> _To do_: Search the data below, and report every line in which "Some" occurs.

>>>>>

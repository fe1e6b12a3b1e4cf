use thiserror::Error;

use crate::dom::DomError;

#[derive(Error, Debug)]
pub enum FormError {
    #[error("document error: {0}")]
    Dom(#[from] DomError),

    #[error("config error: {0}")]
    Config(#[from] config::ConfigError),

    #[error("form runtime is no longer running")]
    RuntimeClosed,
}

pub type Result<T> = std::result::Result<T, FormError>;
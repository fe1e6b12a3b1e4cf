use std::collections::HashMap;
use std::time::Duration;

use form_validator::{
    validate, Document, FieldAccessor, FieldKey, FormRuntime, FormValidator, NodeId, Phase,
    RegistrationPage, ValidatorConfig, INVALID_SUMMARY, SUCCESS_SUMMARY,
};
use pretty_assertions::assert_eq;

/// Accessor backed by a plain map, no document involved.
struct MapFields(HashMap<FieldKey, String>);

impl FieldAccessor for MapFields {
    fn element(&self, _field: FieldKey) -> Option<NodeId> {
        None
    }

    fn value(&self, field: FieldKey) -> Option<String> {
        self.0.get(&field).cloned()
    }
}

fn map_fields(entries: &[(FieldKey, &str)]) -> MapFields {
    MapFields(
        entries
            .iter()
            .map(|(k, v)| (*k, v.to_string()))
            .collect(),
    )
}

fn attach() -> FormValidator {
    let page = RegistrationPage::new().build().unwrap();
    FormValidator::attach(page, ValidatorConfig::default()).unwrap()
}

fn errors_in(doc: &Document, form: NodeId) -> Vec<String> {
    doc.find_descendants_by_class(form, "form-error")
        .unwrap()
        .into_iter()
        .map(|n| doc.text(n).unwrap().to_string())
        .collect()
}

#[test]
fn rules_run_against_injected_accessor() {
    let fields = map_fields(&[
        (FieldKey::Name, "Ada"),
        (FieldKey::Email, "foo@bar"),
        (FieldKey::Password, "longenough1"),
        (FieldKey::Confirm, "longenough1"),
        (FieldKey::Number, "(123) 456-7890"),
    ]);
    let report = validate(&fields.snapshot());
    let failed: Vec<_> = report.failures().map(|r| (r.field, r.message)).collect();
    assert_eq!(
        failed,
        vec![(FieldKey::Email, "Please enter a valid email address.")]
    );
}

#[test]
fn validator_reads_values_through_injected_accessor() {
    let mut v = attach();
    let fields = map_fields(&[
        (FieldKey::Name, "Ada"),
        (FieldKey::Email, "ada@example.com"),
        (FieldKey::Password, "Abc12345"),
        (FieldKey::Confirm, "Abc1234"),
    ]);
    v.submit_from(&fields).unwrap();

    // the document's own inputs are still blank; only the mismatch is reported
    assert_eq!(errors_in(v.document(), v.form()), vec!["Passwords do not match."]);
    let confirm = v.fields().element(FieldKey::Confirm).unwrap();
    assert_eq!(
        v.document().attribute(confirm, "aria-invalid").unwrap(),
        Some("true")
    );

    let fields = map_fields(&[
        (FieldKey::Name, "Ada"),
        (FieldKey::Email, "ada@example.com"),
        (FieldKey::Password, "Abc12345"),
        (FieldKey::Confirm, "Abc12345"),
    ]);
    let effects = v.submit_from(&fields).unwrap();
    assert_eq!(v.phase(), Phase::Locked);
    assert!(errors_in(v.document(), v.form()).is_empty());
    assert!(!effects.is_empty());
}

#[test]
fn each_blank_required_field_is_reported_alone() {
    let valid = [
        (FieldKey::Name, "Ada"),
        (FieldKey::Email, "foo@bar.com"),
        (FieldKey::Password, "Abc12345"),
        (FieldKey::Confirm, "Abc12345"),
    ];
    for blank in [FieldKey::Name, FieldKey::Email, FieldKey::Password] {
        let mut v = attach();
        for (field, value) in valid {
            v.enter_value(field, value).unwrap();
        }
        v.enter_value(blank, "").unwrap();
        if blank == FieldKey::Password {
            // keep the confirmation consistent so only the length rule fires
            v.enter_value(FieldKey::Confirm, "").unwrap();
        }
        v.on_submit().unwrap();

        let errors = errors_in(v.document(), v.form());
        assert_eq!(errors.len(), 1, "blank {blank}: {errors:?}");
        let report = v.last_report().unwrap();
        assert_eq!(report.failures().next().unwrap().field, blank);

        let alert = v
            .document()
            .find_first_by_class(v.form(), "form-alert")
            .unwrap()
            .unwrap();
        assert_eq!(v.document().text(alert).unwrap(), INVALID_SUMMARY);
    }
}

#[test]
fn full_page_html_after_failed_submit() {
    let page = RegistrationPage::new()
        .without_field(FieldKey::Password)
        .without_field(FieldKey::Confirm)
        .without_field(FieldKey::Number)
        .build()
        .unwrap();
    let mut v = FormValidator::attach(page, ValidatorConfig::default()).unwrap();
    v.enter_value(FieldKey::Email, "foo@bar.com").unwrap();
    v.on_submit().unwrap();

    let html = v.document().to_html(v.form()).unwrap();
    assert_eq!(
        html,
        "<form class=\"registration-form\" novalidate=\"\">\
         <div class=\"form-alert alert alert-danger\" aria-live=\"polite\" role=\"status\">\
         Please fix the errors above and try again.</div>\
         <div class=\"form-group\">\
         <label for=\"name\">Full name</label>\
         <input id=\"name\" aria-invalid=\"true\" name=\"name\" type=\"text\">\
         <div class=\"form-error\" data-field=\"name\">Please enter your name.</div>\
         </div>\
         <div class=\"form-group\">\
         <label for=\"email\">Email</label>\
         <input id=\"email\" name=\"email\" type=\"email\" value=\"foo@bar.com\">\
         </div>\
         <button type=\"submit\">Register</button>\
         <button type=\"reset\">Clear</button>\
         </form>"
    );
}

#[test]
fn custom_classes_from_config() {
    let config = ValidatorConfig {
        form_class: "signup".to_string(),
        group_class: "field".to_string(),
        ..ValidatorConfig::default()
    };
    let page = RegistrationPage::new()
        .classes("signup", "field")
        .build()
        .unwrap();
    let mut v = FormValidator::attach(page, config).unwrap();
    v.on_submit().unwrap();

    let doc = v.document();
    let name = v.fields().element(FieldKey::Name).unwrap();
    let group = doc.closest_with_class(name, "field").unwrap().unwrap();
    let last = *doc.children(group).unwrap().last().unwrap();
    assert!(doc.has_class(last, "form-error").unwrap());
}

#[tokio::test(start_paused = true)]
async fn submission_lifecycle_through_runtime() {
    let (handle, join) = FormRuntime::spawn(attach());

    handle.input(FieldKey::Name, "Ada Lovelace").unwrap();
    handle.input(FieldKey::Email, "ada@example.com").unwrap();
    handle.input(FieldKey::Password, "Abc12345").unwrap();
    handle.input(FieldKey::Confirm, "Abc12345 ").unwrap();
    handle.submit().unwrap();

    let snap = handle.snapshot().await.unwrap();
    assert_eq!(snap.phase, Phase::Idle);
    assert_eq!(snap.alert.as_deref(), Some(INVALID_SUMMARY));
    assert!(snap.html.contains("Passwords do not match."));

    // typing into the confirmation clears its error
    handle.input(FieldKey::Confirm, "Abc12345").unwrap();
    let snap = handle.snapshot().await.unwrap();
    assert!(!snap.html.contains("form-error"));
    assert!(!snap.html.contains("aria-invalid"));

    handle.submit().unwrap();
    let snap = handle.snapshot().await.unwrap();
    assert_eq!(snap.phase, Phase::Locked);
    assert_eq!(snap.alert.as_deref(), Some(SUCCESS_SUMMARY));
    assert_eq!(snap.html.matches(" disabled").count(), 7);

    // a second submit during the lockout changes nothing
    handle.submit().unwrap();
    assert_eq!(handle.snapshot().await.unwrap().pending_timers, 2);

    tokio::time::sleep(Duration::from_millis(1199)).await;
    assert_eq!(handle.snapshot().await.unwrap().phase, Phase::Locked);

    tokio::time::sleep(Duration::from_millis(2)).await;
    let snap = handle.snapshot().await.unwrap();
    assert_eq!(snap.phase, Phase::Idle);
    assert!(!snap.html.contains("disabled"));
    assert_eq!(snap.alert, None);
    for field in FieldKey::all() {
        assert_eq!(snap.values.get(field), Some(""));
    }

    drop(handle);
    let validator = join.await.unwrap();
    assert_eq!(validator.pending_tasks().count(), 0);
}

<<<<<

> _Exercise solution_:
        Some("true")
    assert_eq!(snap.alert.as_deref(), Some(INVALID_SUMMARY));
    assert_eq!(snap.alert.as_deref(), Some(SUCCESS_SUMMARY));
        assert_eq!(snap.values.get(field), Some(""));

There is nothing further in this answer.